(Dataset excerpts begins)
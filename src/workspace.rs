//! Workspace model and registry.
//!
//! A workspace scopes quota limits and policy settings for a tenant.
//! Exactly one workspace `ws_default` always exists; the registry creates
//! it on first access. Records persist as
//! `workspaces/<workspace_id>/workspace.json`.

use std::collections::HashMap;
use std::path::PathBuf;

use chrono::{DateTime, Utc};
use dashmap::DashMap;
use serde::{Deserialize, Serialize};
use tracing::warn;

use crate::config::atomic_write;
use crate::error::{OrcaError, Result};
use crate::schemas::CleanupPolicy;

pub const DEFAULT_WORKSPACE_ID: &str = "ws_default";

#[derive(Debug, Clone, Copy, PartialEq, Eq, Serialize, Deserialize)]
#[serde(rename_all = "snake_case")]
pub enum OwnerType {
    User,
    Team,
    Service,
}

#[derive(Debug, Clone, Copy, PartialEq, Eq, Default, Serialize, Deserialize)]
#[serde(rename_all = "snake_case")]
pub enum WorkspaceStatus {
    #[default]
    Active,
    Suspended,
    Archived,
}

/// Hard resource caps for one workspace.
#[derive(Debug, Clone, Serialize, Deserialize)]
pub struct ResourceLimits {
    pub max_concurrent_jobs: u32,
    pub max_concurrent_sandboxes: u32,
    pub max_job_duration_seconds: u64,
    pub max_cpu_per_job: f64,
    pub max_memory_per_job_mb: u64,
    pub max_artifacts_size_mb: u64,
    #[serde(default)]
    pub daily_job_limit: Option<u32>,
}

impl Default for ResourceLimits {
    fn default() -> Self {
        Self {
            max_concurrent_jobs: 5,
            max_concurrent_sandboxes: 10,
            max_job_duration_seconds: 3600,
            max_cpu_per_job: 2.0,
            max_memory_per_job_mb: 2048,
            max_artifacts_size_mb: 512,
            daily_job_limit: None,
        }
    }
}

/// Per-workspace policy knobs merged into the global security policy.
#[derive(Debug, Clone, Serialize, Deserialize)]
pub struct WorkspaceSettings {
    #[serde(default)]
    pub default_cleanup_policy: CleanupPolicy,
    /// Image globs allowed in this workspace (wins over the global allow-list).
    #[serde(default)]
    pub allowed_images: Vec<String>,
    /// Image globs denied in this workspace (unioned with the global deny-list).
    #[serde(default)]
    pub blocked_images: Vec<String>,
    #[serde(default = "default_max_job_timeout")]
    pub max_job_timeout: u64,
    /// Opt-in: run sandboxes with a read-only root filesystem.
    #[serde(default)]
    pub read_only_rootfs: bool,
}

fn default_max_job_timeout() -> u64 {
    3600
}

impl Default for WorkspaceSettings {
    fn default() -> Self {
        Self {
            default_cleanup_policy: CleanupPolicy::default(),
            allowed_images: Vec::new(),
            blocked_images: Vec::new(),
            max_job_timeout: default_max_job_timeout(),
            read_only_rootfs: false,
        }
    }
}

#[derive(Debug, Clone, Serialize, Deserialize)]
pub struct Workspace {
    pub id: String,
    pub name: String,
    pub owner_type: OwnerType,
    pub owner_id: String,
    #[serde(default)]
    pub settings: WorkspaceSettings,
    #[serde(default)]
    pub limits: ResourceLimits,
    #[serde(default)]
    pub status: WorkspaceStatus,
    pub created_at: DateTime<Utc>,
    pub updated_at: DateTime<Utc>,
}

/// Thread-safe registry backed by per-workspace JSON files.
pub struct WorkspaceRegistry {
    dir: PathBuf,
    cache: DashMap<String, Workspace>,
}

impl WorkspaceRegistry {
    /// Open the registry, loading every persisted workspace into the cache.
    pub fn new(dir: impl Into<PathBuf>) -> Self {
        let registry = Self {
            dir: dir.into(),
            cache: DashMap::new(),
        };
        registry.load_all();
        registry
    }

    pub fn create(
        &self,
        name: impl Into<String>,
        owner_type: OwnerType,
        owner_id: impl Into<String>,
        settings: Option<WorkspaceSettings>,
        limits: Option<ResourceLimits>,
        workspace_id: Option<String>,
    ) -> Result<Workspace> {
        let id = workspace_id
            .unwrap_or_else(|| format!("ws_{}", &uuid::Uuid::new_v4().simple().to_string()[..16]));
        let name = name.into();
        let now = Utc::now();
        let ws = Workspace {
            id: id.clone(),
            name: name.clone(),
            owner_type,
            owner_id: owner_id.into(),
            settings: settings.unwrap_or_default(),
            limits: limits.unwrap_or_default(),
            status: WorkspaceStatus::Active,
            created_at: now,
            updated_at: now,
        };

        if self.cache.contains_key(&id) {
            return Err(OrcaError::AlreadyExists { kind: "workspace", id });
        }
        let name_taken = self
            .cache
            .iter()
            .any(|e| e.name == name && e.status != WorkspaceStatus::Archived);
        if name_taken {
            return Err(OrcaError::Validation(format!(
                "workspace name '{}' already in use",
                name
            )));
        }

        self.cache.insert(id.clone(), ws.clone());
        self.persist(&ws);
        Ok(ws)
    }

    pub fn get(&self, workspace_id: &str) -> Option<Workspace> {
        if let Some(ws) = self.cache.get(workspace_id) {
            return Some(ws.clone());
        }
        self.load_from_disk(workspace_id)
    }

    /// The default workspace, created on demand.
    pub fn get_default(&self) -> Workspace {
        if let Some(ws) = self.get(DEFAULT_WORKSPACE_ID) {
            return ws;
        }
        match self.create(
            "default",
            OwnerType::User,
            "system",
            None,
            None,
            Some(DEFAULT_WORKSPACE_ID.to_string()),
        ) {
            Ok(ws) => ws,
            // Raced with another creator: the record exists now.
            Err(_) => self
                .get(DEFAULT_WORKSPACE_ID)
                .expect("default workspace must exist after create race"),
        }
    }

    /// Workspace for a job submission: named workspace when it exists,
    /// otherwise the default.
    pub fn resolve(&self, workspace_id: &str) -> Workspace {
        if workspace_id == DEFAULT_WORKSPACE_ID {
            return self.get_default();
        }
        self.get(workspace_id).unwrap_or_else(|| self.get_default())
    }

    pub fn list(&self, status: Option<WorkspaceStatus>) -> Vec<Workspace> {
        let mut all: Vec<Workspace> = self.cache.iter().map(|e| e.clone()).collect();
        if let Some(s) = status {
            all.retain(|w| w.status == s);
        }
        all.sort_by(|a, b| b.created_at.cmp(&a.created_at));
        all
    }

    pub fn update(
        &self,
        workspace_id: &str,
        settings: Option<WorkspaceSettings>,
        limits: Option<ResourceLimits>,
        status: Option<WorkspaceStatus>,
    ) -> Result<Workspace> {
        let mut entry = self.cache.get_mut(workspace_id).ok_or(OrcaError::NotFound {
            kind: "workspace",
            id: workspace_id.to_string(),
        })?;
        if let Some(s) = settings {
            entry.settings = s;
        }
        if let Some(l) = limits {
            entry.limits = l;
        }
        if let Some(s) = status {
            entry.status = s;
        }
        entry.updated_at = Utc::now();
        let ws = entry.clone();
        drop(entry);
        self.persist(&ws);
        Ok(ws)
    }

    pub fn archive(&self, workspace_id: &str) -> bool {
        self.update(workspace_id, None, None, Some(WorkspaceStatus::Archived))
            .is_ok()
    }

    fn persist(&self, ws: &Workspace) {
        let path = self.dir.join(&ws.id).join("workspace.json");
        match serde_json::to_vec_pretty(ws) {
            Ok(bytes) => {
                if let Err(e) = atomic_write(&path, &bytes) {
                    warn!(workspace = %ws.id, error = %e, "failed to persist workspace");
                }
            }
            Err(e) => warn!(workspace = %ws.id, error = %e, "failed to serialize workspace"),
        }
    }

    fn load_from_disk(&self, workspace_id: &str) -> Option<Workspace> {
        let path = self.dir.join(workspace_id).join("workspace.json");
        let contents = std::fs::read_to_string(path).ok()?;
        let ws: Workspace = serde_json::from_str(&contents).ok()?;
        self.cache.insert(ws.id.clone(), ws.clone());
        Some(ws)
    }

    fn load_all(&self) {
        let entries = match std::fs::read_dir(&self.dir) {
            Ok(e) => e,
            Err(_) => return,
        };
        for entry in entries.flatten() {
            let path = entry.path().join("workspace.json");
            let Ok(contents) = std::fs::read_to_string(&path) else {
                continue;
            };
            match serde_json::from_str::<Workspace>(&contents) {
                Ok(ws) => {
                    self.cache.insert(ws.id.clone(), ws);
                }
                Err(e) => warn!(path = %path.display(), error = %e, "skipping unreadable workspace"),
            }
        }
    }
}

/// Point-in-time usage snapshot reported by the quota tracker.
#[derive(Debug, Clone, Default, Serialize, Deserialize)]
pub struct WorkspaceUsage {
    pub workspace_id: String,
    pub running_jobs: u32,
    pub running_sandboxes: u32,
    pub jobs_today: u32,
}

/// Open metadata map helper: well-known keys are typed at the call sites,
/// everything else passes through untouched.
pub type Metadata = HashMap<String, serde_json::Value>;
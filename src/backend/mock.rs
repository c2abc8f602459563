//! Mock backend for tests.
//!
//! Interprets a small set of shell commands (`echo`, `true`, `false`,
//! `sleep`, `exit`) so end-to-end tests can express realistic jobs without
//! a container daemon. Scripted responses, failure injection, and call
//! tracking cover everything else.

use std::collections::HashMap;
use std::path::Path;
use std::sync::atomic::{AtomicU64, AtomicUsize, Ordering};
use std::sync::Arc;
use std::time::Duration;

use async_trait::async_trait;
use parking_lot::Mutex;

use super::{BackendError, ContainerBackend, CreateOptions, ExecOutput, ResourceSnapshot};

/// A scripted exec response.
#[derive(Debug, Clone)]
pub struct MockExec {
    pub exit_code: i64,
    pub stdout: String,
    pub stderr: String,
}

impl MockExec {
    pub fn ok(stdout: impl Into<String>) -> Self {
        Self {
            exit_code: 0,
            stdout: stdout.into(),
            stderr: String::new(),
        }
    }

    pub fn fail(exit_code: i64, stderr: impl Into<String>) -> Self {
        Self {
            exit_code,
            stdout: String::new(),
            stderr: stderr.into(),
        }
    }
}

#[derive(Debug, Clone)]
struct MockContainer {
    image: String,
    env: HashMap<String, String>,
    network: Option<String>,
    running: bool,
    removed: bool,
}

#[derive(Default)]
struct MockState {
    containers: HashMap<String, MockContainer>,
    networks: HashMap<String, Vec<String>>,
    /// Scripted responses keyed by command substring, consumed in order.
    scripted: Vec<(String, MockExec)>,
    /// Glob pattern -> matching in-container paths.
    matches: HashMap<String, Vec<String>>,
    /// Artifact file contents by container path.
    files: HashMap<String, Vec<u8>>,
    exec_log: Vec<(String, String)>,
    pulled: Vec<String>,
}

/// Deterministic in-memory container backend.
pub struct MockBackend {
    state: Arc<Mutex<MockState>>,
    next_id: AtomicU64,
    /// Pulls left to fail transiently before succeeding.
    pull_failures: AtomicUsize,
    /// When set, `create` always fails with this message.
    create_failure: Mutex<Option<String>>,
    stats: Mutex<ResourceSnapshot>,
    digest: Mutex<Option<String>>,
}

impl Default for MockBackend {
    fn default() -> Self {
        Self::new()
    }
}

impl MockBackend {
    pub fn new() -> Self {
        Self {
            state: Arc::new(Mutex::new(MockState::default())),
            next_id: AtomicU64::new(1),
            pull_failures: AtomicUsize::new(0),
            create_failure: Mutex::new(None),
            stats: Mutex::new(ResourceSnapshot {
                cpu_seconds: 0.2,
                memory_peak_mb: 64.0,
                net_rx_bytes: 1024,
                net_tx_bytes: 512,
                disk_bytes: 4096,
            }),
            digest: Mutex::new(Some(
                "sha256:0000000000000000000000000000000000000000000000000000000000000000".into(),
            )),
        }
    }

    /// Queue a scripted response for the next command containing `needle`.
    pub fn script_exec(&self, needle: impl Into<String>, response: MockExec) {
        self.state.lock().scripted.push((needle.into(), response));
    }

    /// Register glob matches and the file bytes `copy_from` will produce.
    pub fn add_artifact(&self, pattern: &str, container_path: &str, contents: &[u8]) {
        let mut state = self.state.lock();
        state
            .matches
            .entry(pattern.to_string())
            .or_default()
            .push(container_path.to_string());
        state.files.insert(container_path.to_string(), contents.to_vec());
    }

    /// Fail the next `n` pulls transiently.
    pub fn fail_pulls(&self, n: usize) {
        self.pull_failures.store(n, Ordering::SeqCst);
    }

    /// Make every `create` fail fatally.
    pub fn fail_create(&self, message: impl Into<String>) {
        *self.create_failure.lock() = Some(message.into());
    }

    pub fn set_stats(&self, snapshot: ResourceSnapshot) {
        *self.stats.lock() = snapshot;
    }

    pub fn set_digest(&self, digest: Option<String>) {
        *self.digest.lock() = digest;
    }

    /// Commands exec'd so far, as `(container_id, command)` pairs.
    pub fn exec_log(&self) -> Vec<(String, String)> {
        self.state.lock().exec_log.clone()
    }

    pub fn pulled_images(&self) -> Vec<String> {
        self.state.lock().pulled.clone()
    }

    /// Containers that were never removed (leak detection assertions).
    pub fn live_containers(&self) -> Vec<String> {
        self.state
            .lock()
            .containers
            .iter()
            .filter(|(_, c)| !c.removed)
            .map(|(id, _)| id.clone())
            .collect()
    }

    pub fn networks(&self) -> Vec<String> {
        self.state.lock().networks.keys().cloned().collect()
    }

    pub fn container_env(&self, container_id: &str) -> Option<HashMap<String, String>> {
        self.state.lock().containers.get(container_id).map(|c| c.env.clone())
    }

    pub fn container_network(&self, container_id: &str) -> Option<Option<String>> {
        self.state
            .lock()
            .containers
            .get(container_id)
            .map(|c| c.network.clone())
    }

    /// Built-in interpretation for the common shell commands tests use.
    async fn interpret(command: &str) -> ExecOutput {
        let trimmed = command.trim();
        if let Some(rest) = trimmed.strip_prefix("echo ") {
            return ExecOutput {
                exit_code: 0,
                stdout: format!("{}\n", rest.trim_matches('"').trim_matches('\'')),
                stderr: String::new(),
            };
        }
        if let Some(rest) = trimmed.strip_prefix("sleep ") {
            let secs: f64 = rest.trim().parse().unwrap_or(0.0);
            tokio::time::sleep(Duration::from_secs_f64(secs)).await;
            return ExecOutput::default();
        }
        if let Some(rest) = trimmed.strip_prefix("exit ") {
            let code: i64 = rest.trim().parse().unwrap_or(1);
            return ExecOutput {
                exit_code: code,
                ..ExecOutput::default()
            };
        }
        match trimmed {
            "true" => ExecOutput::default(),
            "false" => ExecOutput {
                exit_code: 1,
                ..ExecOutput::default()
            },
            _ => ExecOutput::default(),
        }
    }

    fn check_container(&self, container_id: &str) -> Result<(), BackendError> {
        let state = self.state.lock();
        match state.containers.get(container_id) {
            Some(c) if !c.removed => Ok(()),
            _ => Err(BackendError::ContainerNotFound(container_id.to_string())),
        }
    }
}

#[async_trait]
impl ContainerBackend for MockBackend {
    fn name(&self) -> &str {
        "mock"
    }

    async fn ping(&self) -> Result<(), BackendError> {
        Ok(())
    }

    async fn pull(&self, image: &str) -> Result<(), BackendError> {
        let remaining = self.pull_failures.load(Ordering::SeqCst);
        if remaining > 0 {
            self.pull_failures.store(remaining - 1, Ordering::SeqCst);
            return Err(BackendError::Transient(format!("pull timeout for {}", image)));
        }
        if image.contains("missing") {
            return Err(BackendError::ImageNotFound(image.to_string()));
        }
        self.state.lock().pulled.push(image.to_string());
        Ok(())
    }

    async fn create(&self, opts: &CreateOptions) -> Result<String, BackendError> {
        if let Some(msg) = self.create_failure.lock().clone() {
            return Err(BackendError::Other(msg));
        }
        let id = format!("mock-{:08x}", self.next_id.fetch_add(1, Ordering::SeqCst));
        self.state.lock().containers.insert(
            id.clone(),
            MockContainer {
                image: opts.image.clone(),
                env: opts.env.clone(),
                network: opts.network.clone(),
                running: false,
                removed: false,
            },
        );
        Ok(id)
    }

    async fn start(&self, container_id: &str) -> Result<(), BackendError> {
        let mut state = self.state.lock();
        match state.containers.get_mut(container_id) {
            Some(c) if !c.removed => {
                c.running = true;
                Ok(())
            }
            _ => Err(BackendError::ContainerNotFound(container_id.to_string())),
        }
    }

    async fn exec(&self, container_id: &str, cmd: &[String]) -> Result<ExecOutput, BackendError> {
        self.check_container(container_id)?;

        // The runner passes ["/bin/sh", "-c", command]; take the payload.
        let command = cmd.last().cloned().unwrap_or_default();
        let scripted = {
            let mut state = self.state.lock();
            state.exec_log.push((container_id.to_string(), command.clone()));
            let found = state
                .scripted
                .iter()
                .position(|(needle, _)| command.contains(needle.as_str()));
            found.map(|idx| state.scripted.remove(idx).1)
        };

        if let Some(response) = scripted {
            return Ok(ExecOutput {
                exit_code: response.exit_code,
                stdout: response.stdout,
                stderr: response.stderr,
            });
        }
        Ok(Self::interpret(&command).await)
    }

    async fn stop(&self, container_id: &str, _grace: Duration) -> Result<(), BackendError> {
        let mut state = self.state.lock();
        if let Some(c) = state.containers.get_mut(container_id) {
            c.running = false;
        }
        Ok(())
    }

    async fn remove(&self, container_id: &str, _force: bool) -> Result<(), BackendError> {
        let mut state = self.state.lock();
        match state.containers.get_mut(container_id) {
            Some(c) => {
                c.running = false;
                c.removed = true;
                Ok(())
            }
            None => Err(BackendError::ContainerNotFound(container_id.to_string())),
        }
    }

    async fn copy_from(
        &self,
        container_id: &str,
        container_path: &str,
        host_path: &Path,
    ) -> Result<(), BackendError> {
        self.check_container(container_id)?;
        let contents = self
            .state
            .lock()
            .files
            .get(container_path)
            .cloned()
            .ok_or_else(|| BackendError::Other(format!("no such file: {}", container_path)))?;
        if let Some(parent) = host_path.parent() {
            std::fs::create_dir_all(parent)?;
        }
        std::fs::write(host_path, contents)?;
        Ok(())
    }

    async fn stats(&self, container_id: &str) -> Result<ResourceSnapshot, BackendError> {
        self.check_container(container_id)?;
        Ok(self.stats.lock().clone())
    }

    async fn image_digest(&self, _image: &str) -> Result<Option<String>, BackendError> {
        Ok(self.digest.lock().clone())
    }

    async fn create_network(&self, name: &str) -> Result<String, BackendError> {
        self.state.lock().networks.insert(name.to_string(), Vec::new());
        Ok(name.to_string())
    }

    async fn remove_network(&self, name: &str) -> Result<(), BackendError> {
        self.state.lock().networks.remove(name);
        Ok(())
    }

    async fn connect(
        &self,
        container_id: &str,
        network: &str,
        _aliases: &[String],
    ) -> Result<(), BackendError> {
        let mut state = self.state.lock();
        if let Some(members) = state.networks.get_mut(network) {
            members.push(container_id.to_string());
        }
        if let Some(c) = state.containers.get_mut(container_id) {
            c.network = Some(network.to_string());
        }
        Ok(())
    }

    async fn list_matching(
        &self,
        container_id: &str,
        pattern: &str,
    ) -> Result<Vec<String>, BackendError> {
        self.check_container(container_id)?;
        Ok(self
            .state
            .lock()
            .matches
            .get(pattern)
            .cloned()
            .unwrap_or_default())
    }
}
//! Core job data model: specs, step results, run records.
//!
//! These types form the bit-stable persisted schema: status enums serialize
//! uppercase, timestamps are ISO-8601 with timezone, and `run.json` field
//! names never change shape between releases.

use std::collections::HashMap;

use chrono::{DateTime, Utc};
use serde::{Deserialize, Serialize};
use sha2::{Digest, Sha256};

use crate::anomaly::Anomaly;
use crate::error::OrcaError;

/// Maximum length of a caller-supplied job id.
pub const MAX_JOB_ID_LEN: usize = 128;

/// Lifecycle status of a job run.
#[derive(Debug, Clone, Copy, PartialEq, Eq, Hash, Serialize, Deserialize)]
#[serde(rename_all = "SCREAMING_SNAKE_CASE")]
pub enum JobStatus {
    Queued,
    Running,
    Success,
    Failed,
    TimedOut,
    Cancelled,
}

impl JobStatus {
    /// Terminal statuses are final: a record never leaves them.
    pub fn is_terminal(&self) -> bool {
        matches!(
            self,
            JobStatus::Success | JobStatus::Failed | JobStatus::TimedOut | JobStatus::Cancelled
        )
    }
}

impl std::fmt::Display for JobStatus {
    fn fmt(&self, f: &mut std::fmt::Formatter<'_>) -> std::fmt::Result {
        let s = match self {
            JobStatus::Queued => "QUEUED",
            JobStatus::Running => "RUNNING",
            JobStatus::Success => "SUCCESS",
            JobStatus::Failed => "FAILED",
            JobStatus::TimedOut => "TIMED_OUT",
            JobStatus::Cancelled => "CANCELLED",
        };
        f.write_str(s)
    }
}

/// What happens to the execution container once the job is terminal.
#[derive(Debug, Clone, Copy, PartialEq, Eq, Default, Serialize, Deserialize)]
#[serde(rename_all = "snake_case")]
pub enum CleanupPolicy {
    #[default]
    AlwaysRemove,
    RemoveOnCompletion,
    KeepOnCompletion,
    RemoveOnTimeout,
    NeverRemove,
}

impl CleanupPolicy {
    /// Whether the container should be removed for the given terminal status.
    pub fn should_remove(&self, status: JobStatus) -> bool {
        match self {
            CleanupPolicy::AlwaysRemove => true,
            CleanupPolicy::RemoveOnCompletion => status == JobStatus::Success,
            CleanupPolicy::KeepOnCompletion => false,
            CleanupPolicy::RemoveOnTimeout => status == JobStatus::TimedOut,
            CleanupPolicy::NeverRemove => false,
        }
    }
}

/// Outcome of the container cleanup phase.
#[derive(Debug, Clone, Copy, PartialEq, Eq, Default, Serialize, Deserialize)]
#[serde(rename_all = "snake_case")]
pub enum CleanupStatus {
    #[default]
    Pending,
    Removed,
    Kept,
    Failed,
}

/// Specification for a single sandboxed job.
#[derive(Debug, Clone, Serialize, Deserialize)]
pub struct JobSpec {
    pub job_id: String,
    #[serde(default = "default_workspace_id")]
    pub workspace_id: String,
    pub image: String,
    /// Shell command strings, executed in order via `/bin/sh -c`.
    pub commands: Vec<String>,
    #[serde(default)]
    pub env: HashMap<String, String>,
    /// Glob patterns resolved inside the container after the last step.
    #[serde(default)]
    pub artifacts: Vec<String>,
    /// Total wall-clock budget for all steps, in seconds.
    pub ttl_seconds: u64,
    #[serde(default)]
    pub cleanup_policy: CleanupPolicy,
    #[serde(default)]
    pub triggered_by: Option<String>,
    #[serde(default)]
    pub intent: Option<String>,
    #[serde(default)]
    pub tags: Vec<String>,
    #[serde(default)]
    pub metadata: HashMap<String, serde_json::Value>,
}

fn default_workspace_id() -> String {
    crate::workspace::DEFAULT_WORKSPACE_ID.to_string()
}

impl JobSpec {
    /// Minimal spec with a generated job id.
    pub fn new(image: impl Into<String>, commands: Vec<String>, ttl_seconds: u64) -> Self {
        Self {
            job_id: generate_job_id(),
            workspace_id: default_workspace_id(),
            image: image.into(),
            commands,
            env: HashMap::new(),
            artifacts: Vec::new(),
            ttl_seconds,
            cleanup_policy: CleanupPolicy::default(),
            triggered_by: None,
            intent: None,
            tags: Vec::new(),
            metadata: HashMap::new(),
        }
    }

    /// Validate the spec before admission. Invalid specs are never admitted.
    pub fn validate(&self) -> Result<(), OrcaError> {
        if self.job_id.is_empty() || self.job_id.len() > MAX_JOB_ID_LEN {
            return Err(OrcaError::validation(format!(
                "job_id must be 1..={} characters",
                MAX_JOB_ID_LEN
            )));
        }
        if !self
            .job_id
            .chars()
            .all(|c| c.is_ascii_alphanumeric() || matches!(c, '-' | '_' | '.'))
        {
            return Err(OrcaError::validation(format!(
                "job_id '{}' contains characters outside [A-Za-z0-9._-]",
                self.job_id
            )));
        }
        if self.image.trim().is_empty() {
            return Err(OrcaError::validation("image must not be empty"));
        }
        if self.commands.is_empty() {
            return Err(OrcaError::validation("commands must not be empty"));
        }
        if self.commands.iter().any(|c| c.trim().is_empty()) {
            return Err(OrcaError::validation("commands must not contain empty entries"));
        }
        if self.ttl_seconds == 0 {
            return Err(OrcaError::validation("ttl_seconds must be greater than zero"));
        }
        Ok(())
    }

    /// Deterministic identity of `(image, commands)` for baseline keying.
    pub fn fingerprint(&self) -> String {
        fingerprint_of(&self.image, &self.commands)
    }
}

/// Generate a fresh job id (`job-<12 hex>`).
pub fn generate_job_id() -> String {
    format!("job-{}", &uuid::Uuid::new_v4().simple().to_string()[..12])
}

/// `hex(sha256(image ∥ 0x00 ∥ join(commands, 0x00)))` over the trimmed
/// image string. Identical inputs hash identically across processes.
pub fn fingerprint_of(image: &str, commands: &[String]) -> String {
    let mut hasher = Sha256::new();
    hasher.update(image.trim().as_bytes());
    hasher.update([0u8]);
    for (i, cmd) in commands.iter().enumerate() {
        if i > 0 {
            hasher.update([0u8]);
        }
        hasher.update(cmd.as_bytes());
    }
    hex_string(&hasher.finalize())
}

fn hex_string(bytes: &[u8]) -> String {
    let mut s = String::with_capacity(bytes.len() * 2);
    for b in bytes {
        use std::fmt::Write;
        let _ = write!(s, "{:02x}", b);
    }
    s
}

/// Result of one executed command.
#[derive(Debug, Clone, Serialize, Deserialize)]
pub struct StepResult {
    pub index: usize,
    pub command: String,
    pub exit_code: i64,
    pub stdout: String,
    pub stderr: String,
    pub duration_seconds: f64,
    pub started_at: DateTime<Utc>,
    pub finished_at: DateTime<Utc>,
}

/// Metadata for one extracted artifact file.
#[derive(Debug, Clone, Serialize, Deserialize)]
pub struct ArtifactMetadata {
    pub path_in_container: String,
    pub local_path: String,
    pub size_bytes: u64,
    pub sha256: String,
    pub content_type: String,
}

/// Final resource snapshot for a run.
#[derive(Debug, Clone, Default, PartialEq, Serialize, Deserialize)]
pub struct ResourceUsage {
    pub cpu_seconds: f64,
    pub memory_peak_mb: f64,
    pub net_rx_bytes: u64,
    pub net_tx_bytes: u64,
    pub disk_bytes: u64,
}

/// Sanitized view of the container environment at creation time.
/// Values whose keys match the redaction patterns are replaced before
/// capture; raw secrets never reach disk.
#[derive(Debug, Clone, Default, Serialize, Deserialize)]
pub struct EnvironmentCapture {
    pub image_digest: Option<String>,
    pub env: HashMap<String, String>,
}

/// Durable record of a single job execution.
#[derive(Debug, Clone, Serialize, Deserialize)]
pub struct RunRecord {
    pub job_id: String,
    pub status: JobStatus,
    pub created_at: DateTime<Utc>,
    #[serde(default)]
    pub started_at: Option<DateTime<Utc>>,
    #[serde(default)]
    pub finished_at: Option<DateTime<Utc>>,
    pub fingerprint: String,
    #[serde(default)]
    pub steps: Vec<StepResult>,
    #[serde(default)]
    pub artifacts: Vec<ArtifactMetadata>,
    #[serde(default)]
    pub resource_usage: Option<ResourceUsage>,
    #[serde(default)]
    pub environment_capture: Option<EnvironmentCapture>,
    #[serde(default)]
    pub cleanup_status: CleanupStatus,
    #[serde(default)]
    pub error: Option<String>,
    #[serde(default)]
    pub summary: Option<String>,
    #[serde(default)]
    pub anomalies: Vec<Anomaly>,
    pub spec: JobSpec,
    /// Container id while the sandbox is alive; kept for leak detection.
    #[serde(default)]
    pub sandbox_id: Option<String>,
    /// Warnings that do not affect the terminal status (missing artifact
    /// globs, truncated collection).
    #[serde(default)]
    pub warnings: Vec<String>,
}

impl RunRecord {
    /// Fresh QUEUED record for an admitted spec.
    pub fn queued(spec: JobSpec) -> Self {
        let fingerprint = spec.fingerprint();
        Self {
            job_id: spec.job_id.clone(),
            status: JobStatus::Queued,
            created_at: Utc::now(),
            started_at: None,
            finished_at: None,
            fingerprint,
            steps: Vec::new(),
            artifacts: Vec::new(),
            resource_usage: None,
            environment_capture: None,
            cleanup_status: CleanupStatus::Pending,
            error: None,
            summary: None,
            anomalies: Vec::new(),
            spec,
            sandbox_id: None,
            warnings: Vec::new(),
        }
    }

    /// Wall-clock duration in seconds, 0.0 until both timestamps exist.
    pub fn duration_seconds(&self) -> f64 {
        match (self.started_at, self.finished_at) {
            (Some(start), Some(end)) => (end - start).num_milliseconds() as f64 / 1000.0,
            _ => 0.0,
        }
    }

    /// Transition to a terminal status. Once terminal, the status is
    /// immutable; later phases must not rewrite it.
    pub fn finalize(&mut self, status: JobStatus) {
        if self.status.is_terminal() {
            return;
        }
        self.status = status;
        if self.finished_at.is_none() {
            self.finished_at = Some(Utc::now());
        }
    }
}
(Dataset excerpts ends)
Task details: Work out how many lines in the material contain the string "ExecOutput", then write that number and nothing more.

Result of this exercise: 12